A História do Brasil não é o oito ou oitenta que tantos se comprazem em trombetear. Erramos muito, mas também acertamos bastante. Tivemos muito azar em algumas ocasiões, mas outras houve em que Deus deu realmente a impressão de ser brasileiro. Veja-se a preservação da integridade territorial, que nos proporcionou esse que talvez seja o maior dos nossos ativos: nossa dimensão continental. É certo que, em nosso caso, a unidade não foi suficiente para alicerçar um mercado interno robusto; seria demais esperar isso no nível de pobreza prevalecente quando nos livramos do regime colonial. De 1930 a 1980, nossa economia cresceu vigorosamente. Naquele período poderíamos ter constituído um mercado interno respeitável e não o fizemos, agora, sim, por uma imperdoável sequência de erros, a começar pelo modelo de crescimento concentrado no Estado, trampolim para a obscena consolidação de uma casta patrimonialista no topo da pirâmide política, reforçada pela trincheira geográfica que Brasília passou a proporcionar-lhe.

Parece-me, pois, que o alfa e o ômega da irresponsabilidade política brasileira é essa incapacidade infantil de perceber o inferno a que inexoravelmente chegaremos se reformas drásticas não forem efetivadas. Um ponto de partida conveniente para quem tiver ânimo e coragem para abrir os olhos é relembrar o que aconteceu nas três últimas décadas do século 19 nos três casos clássicos de “industrialização tardia” – ou seja, na Alemanha, no Japão e nos Estados Unidos. Firmar a unidade territorial e construir um poder central digno de respeito foram a condição sine qua non para constituir o mercado interno, base do crescimento industrial acelerado que esses três países conheceram. A Alemanha, além de uma reforma administrativa admirável, iniciada no começo do século 19, levou a cabo a unificação em 1870. Sob a égide da Prússia e a liderança de Bismarck, os 40 principados então existentes se uniram no que viria a ser uma formidável potência industrial. No Japão, a restauração da dinastia Meiji levou ao poder uma nova elite que rapidamente quebrou o sistema feudal, desarmou a corporação dos samurais, padronizou o sistema educacional em nível nacional e abriu rapidamente o país para o exterior, em busca de tecnologia. Não menos impressionante, nos Estados Unidos a drástica reorientação do sistema educacional no sentido tecnológico, por meio dos land-grant colleges, e a sangrentíssima guerra de 1861-1865 contra o sul escravocrata fincaram os pilares do espetacular crescimento econômico na quarta parte do século.

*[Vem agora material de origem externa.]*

//! Catalog route.
//!
//! - `GET /v3/api-docs` - The `OpenAPI` document, computed once at startup

use std::sync::Arc;

use axum::extract::State;
use axum::http::header;
use axum::response::IntoResponse;
use axum::routing::get;
use axum::Router;

use crate::server::AppState;

/// Creates the catalog route.
pub fn routes() -> Router<Arc<AppState>> {
    Router::new().route("/v3/api-docs", get(api_docs))
}

async fn api_docs(State(state): State<Arc<AppState>>) -> impl IntoResponse {
    (
        [(header::CONTENT_TYPE, "application/json")],
        state.catalog_json().to_string(),
    )
}
//! Generic motor data dispatcher.
//!
//! Every registered provider is served by the same handler shape:
//!
//! - `GET /v1/vehicle-specifications/{vehicleToEngineConfigId}/<slug>` - list the
//!   provider's data for a configuration
//!
//! The id is coerced before any collaborator is called. Delegated failures
//! keep their status class.

use std::sync::Arc;

use axum::Json;
use axum::extract::Path;
use axum::extract::rejection::PathRejection;
use axum::http::{StatusCode, Uri};
use axum::routing::{MethodRouter, get};
use futures::FutureExt;
use futures::future::BoxFuture;
use tracing::Instrument;

use motor_core::motor::{
    DrainPlugMap, EngineDrainPlugTorqueMap, FinalDriveTorqueMap, ManualTransmissionTorqueMap,
    OilFilterTorqueMap, TransferCaseTorqueMap,
};
use motor_core::observability::motor_data_span;
use motor_core::{
    FindMotorData, MotorApplicationMap, MotorDataBackend, VehicleToEngineConfigId,
    VehicleToEngineConfigRef,
};

use crate::context::RequestContext;
use crate::error::{ApiError, ApiResult};
use crate::metrics::record_motor_data_lookup;
use crate::paths::raw_id_segment;
use crate::registry::{MotorDataFetch, ReferenceResolver, RegistrationError, RouteTable};

/// Builds the route table for the standard provider set.
///
/// # Errors
///
/// Returns a [`RegistrationError`] if any provider fails to register.
pub fn motor_data_routes(
    backend: Arc<dyn MotorDataBackend>,
) -> Result<RouteTable, RegistrationError> {
    Ok(RouteTable::builder(Arc::clone(&backend))
        .register::<EngineDrainPlugTorqueMap>(find_motor_data::<EngineDrainPlugTorqueMap>(&backend))?
        .register::<FinalDriveTorqueMap>(find_motor_data::<FinalDriveTorqueMap>(&backend))?
        .register::<ManualTransmissionTorqueMap>(find_motor_data::<ManualTransmissionTorqueMap>(
            &backend,
        ))?
        .register::<OilFilterTorqueMap>(find_motor_data::<OilFilterTorqueMap>(&backend))?
        .register::<TransferCaseTorqueMap>(find_motor_data::<TransferCaseTorqueMap>(&backend))?
        .register::<DrainPlugMap>(find_motor_data::<DrainPlugMap>(&backend))?
        .build())
}

/// Returns a fetch function delegating to the backend's `FindMotorData<M>`
/// without a sort.
pub fn find_motor_data<M>(
    backend: &Arc<dyn MotorDataBackend>,
) -> impl Fn(VehicleToEngineConfigRef) -> BoxFuture<'static, motor_core::Result<Vec<M::Data>>>
+ Send
+ Sync
+ 'static
where
    M: MotorApplicationMap,
    dyn MotorDataBackend: FindMotorData<M>,
{
    let backend = Arc::clone(backend);
    move |reference| {
        let backend = Arc::clone(&backend);
        async move { FindMotorData::<M>::find_motor_data(backend.as_ref(), &reference, None).await }
            .boxed()
    }
}

pub(crate) fn dispatcher<M: MotorApplicationMap>(
    resolve: ReferenceResolver,
    fetch: MotorDataFetch<M::Data>,
) -> MethodRouter {
    get(
        move |ctx: RequestContext, uri: Uri, raw: Result<Path<String>, PathRejection>| {
            let resolve = Arc::clone(&resolve);
            let fetch = Arc::clone(&fetch);
            async move { dispatch::<M>(ctx, uri, raw, resolve, fetch).await }
        },
    )
}

async fn dispatch<M: MotorApplicationMap>(
    ctx: RequestContext,
    uri: Uri,
    raw: Result<Path<String>, PathRejection>,
    resolve: ReferenceResolver,
    fetch: MotorDataFetch<M::Data>,
) -> ApiResult<Json<Vec<M::Data>>> {
    let Path(raw) = raw.map_err(|e| path_rejection(e, &uri).with_request_id(&ctx.request_id))?;

    let id = VehicleToEngineConfigId::parse(&raw).map_err(|e| {
        tracing::debug!(provider = M::TYPE_NAME, rejected = %raw, error = %e, "invalid id");
        ApiError::from(e).with_request_id(&ctx.request_id)
    })?;

    let span = motor_data_span(M::TYPE_NAME, id.get());
    let reference = resolve(id);
    let records = fetch(reference).instrument(span).await.map_err(|e| {
        let err = ApiError::from(e);
        record_motor_data_lookup(M::TYPE_NAME, err.status());
        if err.status().is_server_error() {
            tracing::error!(
                provider = M::TYPE_NAME,
                vehicle_to_engine_config_id = id.get(),
                error = %err.message(),
                "motor data lookup failed"
            );
        }
        err.with_request_id(&ctx.request_id)
    })?;

    record_motor_data_lookup(M::TYPE_NAME, StatusCode::OK);
    tracing::debug!(
        provider = M::TYPE_NAME,
        vehicle_to_engine_config_id = id.get(),
        count = records.len(),
        "motor data served"
    );
    Ok(Json(records))
}

/// Maps a path extraction failure, attaching the raw id segment when present.
pub(crate) fn path_rejection(rejection: PathRejection, uri: &Uri) -> ApiError {
    let err = ApiError::from(rejection);
    match raw_id_segment(uri.path()) {
        Some(segment) => err.with_rejected_value(segment),
        None => err,
    }
}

No Brasil, a dificuldade é escolher qual o melhor exemplo de infantilidade e irresponsabilidade. Minha inclinação é a organização partidária. A proliferação desabrida não seria tão grave se o resultado dela fosse apenas nominal, mas não é o caso: analisada como um número de partidos efetivos, nossa estrutura partidária é, nada mais e nada menos, a mais fragmentada do planeta.
Vinte e seis milhões de pessoas sem trabalho ficam sem saber se é para rir ou para chorar.